According to the text, for much of oral literature, print has been a blessing and a curse. Plato's Phaedrus also considers the negative aspects of writing. Writing does not require us to use and exercise memory to retain the information. If we do not commit something to memory it does not become as much a part of us. Words in a book cannot defend themselves. Words in a storyteller can be flexible and respond to critique. A story in a book indiscriminately displays itself to anyone who looks whether or not it is appropriate to the reader. A storyteller can discern which story a listener would most benefit from.
The text states that no further embellishments or variations will be added to a written story and the story itself must end. The meanings of older idioms are being lost.
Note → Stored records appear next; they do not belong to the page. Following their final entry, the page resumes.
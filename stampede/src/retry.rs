//! Bounded fixed-delay retry for the setup handshake.
use stampede_core::RetryPolicy;
use std::future::Future;
use tokio::time::sleep;
#[allow(unused_imports)]
use tracing::{debug, warn};

/// The attempt budget was spent without a success.
#[derive(Debug, thiserror::Error)]
#[error("failed after {attempts} attempts: {last}")]
pub struct RetryError<E>
where
    E: std::error::Error + 'static,
{
    pub attempts: u32,
    #[source]
    pub last: E,
}

/// Run `op` until it succeeds or the policy's attempt budget is spent,
/// sleeping `policy.delay` between attempts (never after the last one).
///
/// Every `Err` consumes an attempt. Callers map non-success statuses into
/// their error type, so slow failures and fast failures retry uniformly.
pub async fn retry<T, E, F, Fut>(policy: &RetryPolicy, mut op: F) -> Result<T, RetryError<E>>
where
    F: FnMut() -> Fut,
    Fut: Future<Output = Result<T, E>>,
    E: std::error::Error + 'static,
{
    let max_attempts = policy.max_attempts.max(1);
    let mut attempt = 0;

    loop {
        attempt += 1;
        match op().await {
            Ok(value) => return Ok(value),
            Err(err) if attempt < max_attempts => {
                warn!(
                    "Attempt {attempt}/{max_attempts} failed: {err}. Retrying in {:?}",
                    policy.delay
                );
                sleep(policy.delay).await;
            }
            Err(err) => {
                return Err(RetryError {
                    attempts: attempt,
                    last: err,
                })
            }
        }
    }
}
There is an implication that it will be more difficult for a teller to augment a story because there will be less need for creativity, people will constantly compare and judge tales according to the written version (perhaps unfairly). ((David Carr wrote an article about this idea in
Moral education at the movies: on the
cinematic treatment of morally
significant story and narrative))
It seems to me that something must be lost either way. In the oral tradition we lose the earliest or oldest or less performed versions. I would guess that the Finnish are losing the meanings of the idioms not because the stories are preserved but because they have fallen out of use. If there were no written record but only oral, we would not have the old idioms because new ones would replace the old ones. Rather than the Finnish losing contact with the older culture, they still have the contact only through the preserved written words but there are few people who understand it anymore. If left to an oral tradition we would truly have lost contact with the older generation but be ignorant about it because storytellers would constantly adapt the stories to contemporary ears.
For example, Shakespeare wrote plays for a listening audience, not a visual audience. But if we relied only on oral tradition, or memory, to preserve the plays we might gradually have lost the style of the writing which more accurately reflects the culture of that time, despite its somewhat inappropriatness for the modern visual audience.